As filmmakers it is our craft and our passion to tell stories. Storytelling can be used as a powerful expression of experience that reconciles differences and orchestrates conversation and change, however, it can also be mis-used and present false realities which can cause harm to people and situations. There is a constant conflict of power in storytelling, as with every story that gets heard, other untold stories remain hidden or suppressed. Often it is these hidden stories that films for development are concerned with telling. Here we speak further on the politics of storytelling and the responsibility that we as filmmakers must acknowledge when creating films that tell the important stories of others.

Storytelling is an essential way of keeping a sense of agency when we are confronted with disempowering situations; it gives us a voice. When we transform events or experiences into stories, we restructure reality into narratives that give us a sense of power that we have some control over the events that befall us in life. In the case of making films on development and humanitarian subjects, the concept of giving people the ability to feel powerful is extremely important given the crisis situations that are the topic for many development films. Often the only action available in such situations is to tell the story of what is happening with the hope that bringing awareness will facilitate a physical action towards positive change. For example, Joshua Oppenheimer’s The Act of Killing tells the previously untold story of the genocide in Indonesia in during the 1950’s and 60’s. As a result of the story being told and heard by so many, the genocide is now being investigated to bring some justice to the victims of the atrocities committed.

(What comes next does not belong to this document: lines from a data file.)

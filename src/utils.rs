use crate::chat::{ChatApiResponse, ChatMessageRole, OpenAiChatRequestBody};
use crate::config::ImageInput;
use crate::constants::{RequestType, INLINE_IMAGE_PROMPT, SYSTEM_INSTRUCTIONS};
use crate::error::DescribeError;
use crate::images::UploadedImage;
use crate::vision::{
    ImageUrl, OpenAiVisionRequestBody, VisionContent, VisionMessageContent, VisionMessageRole,
};
use indicatif::{ProgressBar, ProgressStyle};
use log::{debug, info, warn};
use reqwest::{
    header::{HeaderMap, HeaderValue, AUTHORIZATION, CONTENT_TYPE},
    Client,
};

pub fn build_headers(api_key: &str) -> Result<HeaderMap, DescribeError> {
    let mut headers = HeaderMap::new();
    headers.insert(
        AUTHORIZATION,
        HeaderValue::from_str(&format!("Bearer {}", api_key))
            .map_err(|_| DescribeError::InvalidCredential)?,
    );
    headers.insert(CONTENT_TYPE, HeaderValue::from_static("application/json"));
    Ok(headers)
}

pub fn create_spinner(color: &str, message: String) -> ProgressBar {
    let spinner = ProgressBar::new_spinner();
    spinner.set_style(
        ProgressStyle::default_spinner()
            .tick_strings(&["⠋", "⠙", "⠹", "⠸", "⠼", "⠴", "⠦", "⠧", "⠇", "⠏"])
            .template(&format!("{{spinner:.{}}} {{msg}}", color)),
    );
    spinner.enable_steady_tick(100);
    spinner.set_message(message);

    spinner
}

pub fn encode_image(bytes: &[u8]) -> String {
    base64::encode(bytes)
}

pub fn build_inline_request(image_base64: &str, model: &str) -> OpenAiChatRequestBody {
    OpenAiChatRequestBody {
        model: model.to_string(),
        messages: vec![
            ChatMessageRole {
                role: "system".to_string(),
                content: SYSTEM_INSTRUCTIONS.to_string(),
            },
            ChatMessageRole {
                role: "user".to_string(),
                content: format!("{} {}", INLINE_IMAGE_PROMPT, image_base64),
            },
        ],
    }
}

pub fn build_vision_request(
    image_base64: &str,
    mime_type: &str,
    model: &str,
) -> OpenAiVisionRequestBody {
    OpenAiVisionRequestBody {
        model: model.to_string(),
        messages: vec![
            VisionMessageRole {
                role: "system".to_string(),
                content: VisionMessageContent::Text(SYSTEM_INSTRUCTIONS.to_string()),
            },
            VisionMessageRole {
                role: "user".to_string(),
                content: VisionMessageContent::Parts(vec![
                    VisionContent::Text {
                        text: SYSTEM_INSTRUCTIONS.to_string(),
                    },
                    VisionContent::ImageUrl {
                        image_url: ImageUrl {
                            url: format!("data:{};base64,{}", mime_type, image_base64),
                        },
                    },
                ]),
            },
        ],
    }
}

pub fn create_request_type(image: &UploadedImage, model: &str, input: ImageInput) -> RequestType {
    let image_base64 = encode_image(&image.bytes);
    debug!(
        "Encoded {} ({} bytes) into {} base64 chars",
        image.name,
        image.bytes.len(),
        image_base64.len()
    );
    match input {
        ImageInput::InlineText => RequestType::Chat(build_inline_request(&image_base64, model)),
        ImageInput::ImageUrl => RequestType::Vision(build_vision_request(
            &image_base64,
            image.format.mime_type(),
            model,
        )),
    }
}

pub async fn process_description_response(
    response: reqwest::Response,
) -> Result<String, DescribeError> {
    let response_body = response.text().await?;
    let api_response: ChatApiResponse = serde_json::from_str(&response_body)
        .map_err(|e| DescribeError::MalformedResponse(e.to_string()))?;
    api_response.into_first_content().ok_or_else(|| {
        DescribeError::MalformedResponse("response has no message content".to_string())
    })
}

pub async fn make_openai_request(
    client: &Client,
    api_key: &str,
    request_type: &RequestType,
    api_url: &str,
) -> Result<String, DescribeError> {
    let headers = build_headers(api_key)?;

    info!("Requesting image description from {}", api_url);
    let response = match request_type {
        RequestType::Chat(request_body) => {
            client
                .post(api_url)
                .headers(headers)
                .json(request_body)
                .send()
                .await?
        }
        RequestType::Vision(request_body) => {
            client
                .post(api_url)
                .headers(headers)
                .json(request_body)
                .send()
                .await?
        }
    };

    let status = response.status();
    if !status.is_success() {
        let body = response.text().await.unwrap_or_default();
        warn!("Description request failed with status code: {}", status);
        return Err(DescribeError::Remote { status, body });
    }

    process_description_response(response).await
}
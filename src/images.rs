use crate::error::DescribeError;
use std::{fmt, fs, path::Path};

#[derive(Debug, Clone, Copy, PartialEq, Eq)]
pub enum ImageFormat {
    Png,
    Jpg,
    Jpeg,
}

impl ImageFormat {
    /// Recognises the upload formats by file extension, ignoring case.
    pub fn from_extension(extension: &str) -> Option<Self> {
        match extension.to_ascii_lowercase().as_str() {
            "png" => Some(ImageFormat::Png),
            "jpg" => Some(ImageFormat::Jpg),
            "jpeg" => Some(ImageFormat::Jpeg),
            _ => None,
        }
    }

    pub fn from_file_name(name: &str) -> Option<Self> {
        Path::new(name)
            .extension()
            .and_then(|ext| ext.to_str())
            .and_then(Self::from_extension)
    }

    pub fn mime_type(self) -> &'static str {
        match self {
            ImageFormat::Png => "image/png",
            ImageFormat::Jpg | ImageFormat::Jpeg => "image/jpeg",
        }
    }
}

impl fmt::Display for ImageFormat {
    fn fmt(&self, f: &mut fmt::Formatter<'_>) -> fmt::Result {
        let label = match self {
            ImageFormat::Png => "PNG",
            ImageFormat::Jpg => "JPG",
            ImageFormat::Jpeg => "JPEG",
        };
        f.write_str(label)
    }
}

/// An uploaded image, kept byte-for-byte as it was read.
#[derive(Debug, Clone)]
pub struct UploadedImage {
    pub name: String,
    pub format: ImageFormat,
    pub bytes: Vec<u8>,
}

impl UploadedImage {
    pub fn from_bytes(name: &str, bytes: Vec<u8>) -> Result<Self, DescribeError> {
        let format = ImageFormat::from_file_name(name)
            .ok_or_else(|| DescribeError::UnsupportedImage(name.to_string()))?;
        Ok(UploadedImage {
            name: name.to_string(),
            format,
            bytes,
        })
    }

    pub fn from_path(path: &Path) -> Result<Self, DescribeError> {
        let name = path
            .file_name()
            .and_then(|n| n.to_str())
            .unwrap_or_default()
            .to_string();
        // Reject by extension before touching the file.
        ImageFormat::from_file_name(&name)
            .ok_or_else(|| DescribeError::UnsupportedImage(path.display().to_string()))?;
        let bytes = fs::read(path).map_err(|source| DescribeError::ReadImage {
            path: path.to_path_buf(),
            source,
        })?;
        Self::from_bytes(&name, bytes)
    }
}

‘Storytelling is a vital human strategy for sustaining a sense of agency in the face of disempowering circumstances’

— Michael Jackson

Stories shape the world around us

Stories hold immense power over the way we view the world, in particular the way we view ‘otherness’; situations and people outside of our usual spheres. When making films for development we’re tasked with communicating the stories of ‘others’, often to an audience whose lives and experiences are in stark contrast to those whose story we’re telling. The story told will either confirm that ‘others’ do not relate to our realities and validate prejudices, or it will break down these boundaries that keep us divided between ‘us’ and ‘them’. Our aim when making films for development is to bridge the divide by telling stories in a way that connects people emotionally and supports the positive progression of ideas that will motivate change.

‘We tell ourselves stories in order to live’

— Joan Didion

Everyone can be a storyteller

The effect that a story has on the way we view a person, a community or a situation is greatly affected by who is telling the story and how it is being told. When making films for development we want to allow the people whose experiences have formed the story to be a storyteller themselves. For example, in our practice we don’t speak about or for people, we simply facilitate them being able to speak for themselves. In our short film series we made with UNICEF Burkina Faso, all of the films are narrated by the contributors themselves. Alongside supporting the authentic representation of characters, hearing people speak about their experiences in their own words serves as an effective method to connect the audience to the issue being presented.

When used effectively, storytelling through film can motivate real and lasting change in the world by engaging with people on issues that matter.